Rediscovering the Impact of Exploration: An Argument for Revisiting Your Past Adventures

It's like Vaneigem said: "Our task is not to rediscover nature but to remake it."

In the summer of 2014, I made the spur-of-the-moment decision to pack a few bags and head to Algonquin Park for four months. The purpose of this trip was to live on an island in the middle of Canoe Lake where I worked for a canoe-tripping camp and spent 120 days camping, hiking, canoeing, fishing and being an all-around outdoor adventure junkie. Upon returning home and unpacking lots of dirty laundry, socks filled with pine needles and boots caked with dirt, I realized that my experience of living in a Provincial Park greatly influenced by resolution to discover as much of my home city's natural beauty as possible. So in 2015, I vowed to hike, bike, walk, run, ride and traverse just about every trail, conservation area and natural habitat preserve within 100km of my own home. 

This meant spending nearly a year and a half getting lost on the way to unmarked trails (thank you, iPhone GPS), bushwhacking through downtrodden hiking paths, lugging my bike up hills, lugging it back down hills, canoeing on nearby lakes, portaging in ridiculous heat, doing a trail run or two, and maybe walking miles in the rain just to spot a few deer. I chose to get messy, cake my boots in mud, carry canoes around, get lost on trails at sunset, drive several kilometers out of town, break a toe, sweat a lot, climb hills, mountains and rocky boardwalks, just to see what my home city had to offer. And as I discovered, often after sweating my butt off and drinking all of my water far too quickly, my home city had quite a bit to offer, and then some. In fact, there was so much to see and discover that I spent the better part of 2015 and early 2016 outdoors and typically on trails that were unmarked, unmade and labeled "unfit" for hiking. 

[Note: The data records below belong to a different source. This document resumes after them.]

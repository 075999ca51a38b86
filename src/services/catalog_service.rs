//! Catalog use cases: browsing and administering services.

use std::sync::Arc;

use uuid::Uuid;

use crate::models::{NewService, Service, UpdateService};
use crate::repositories::{CategoryRepository, ServiceRepository};
use crate::services::error::{UseCaseError, UseCaseResult};
use crate::utils::{PageRequest, Paginated};

#[derive(Clone)]
pub struct CatalogService {
    services: Arc<dyn ServiceRepository>,
    categories: Arc<dyn CategoryRepository>,
}

fn paginate((rows, total): (Vec<Service>, i64), page: PageRequest) -> Paginated<Service> {
    Paginated::new(rows, u64::try_from(total).unwrap_or(0), page)
}

impl CatalogService {
    pub fn new(
        services: Arc<dyn ServiceRepository>,
        categories: Arc<dyn CategoryRepository>,
    ) -> Self {
        Self {
            services,
            categories,
        }
    }

    /// Lists services newest first, optionally restricted to one sub-sub-category.
    ///
    /// A page past the end yields no rows and `next = None`.
    pub async fn fetch_services(
        &self,
        sub_sub_category_id: Option<Uuid>,
        page: PageRequest,
    ) -> UseCaseResult<Paginated<Service>> {
        let found = self.services.find_many(sub_sub_category_id, page).await?;
        Ok(paginate(found, page))
    }

    pub async fn fetch_by_category(
        &self,
        category_id: Uuid,
        page: PageRequest,
    ) -> UseCaseResult<Paginated<Service>> {
        if !self.categories.category_exists(category_id).await? {
            return Err(UseCaseError::not_found("category", "id", category_id));
        }

        let found = self
            .services
            .find_many_by_category(category_id, page)
            .await?;
        Ok(paginate(found, page))
    }

    pub async fn fetch_by_sub_category(
        &self,
        sub_category_id: Uuid,
        page: PageRequest,
    ) -> UseCaseResult<Paginated<Service>> {
        if !self.categories.sub_category_exists(sub_category_id).await? {
            return Err(UseCaseError::not_found(
                "sub_category",
                "id",
                sub_category_id,
            ));
        }

        let found = self
            .services
            .find_many_by_sub_category(sub_category_id, page)
            .await?;
        Ok(paginate(found, page))
    }

    pub async fn fetch_by_sub_sub_category(
        &self,
        sub_sub_category_id: Uuid,
        page: PageRequest,
    ) -> UseCaseResult<Paginated<Service>> {
        if !self
            .categories
            .sub_sub_category_exists(sub_sub_category_id)
            .await?
        {
            return Err(UseCaseError::not_found(
                "sub_sub_category",
                "id",
                sub_sub_category_id,
            ));
        }

        self.fetch_services(Some(sub_sub_category_id), page).await
    }

    pub async fn get_service(&self, service_id: Uuid) -> UseCaseResult<Service> {
        self.services
            .find_by_id(service_id)
            .await?
            .ok_or_else(|| UseCaseError::not_found("service", "id", service_id))
    }

    /// Creates a service under an existing sub-sub-category. Titles are unique.
    pub async fn create_service(&self, new_service: NewService) -> UseCaseResult<Service> {
        self.ensure_title_free(&new_service.title, None).await?;

        if !self
            .categories
            .sub_sub_category_exists(new_service.sub_sub_category_id)
            .await?
        {
            return Err(UseCaseError::not_found(
                "sub_sub_category",
                "id",
                new_service.sub_sub_category_id,
            ));
        }

        Ok(self.services.create(new_service).await?)
    }

    pub async fn update_service(
        &self,
        service_id: Uuid,
        changes: UpdateService,
    ) -> UseCaseResult<Service> {
        if let Some(title) = changes.title.as_deref() {
            self.ensure_title_free(title, Some(service_id)).await?;
        }

        self.services
            .update(service_id, changes)
            .await?
            .ok_or_else(|| UseCaseError::not_found("service", "id", service_id))
    }

    /// Fails when another service already uses `title`.
    async fn ensure_title_free(&self, title: &str, owner: Option<Uuid>) -> UseCaseResult<()> {
        match self.services.find_by_title(title).await? {
            Some(existing) if Some(existing.id) != owner => {
                Err(UseCaseError::ResourceAlreadyExists {
                    entity: "service",
                    field: "title",
                    value: title.to_string(),
                })
            }
            _ => Ok(()),
        }
    }
}
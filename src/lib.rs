//! Marketplace library
//!
//! Core modules for the service marketplace API: catalog browsing, task
//! routing and service administration over PostgreSQL.

use shadow_rs::shadow;
shadow!(build);

pub mod api;
pub mod cache;
pub mod cli;
pub mod config;
pub mod db;
pub mod error;
pub mod logger;
pub mod models;
pub mod repositories;
pub mod schema;
pub mod server;
pub mod services;
pub mod state;
pub mod utils;

pub use state::AppState;

pub fn pkg_version() -> &'static str {
    build::PKG_VERSION
}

I viewed these adventures as being life-changing, rejuvenating and renewing. I thought that if I could only discover more places, find hidden gems or take in nature in the raw, the wild, and the untamed, I'd be a better person for it. I had grown up reading and being influenced by classics like Walden, The Call of the Wild and Robinson Crusoe, and believed that through nature, I could rediscover something about myself. I distinctly remember reading a quote written in the back of a book at a local book shop by the Belgian writer, Raoul Vaneigem, that said: "Our task is not to rediscover nature but to remake it." I found the quote oddly enlightening; I had just finished a hike through a nearby conservation area and had seen a family of five deer peacefully tucking into a small pile of foliage. I had stopped at this book shop to pick up a guide on plants and herbs when the quote jumped out at me. Someone had written it in black ink on the very last page of a novel I was thumbing through pertaining to hiking. It never occurred to me that I could remake nature, because I had spent so many months simply trying to discover it. 

I spent those months discovering these new, natural places with my then-boyfriend, and it took a recent trip back to one of my favorite hiking spots to realize that I had only discovered all of these places within a limited context; not on my own or for myself but, rather, with and for someone else. Those adventures and discoveries were not my own, and the subsequent memories which grew from them were shared. I had a small revelation that I could both rediscover and remake nature by going back to those very places that once defined so many memories and experiences. But this time, I would be rediscovering those places on my own and remaking nature for myself. And I have to tell you, it felt really good to revisit some of those places. I saw nature through my own eyes, my own view, and it was awesome. It was as though I was seeing for the first time something I had only previously seen in a dream, a book somewhere, a travel guide. 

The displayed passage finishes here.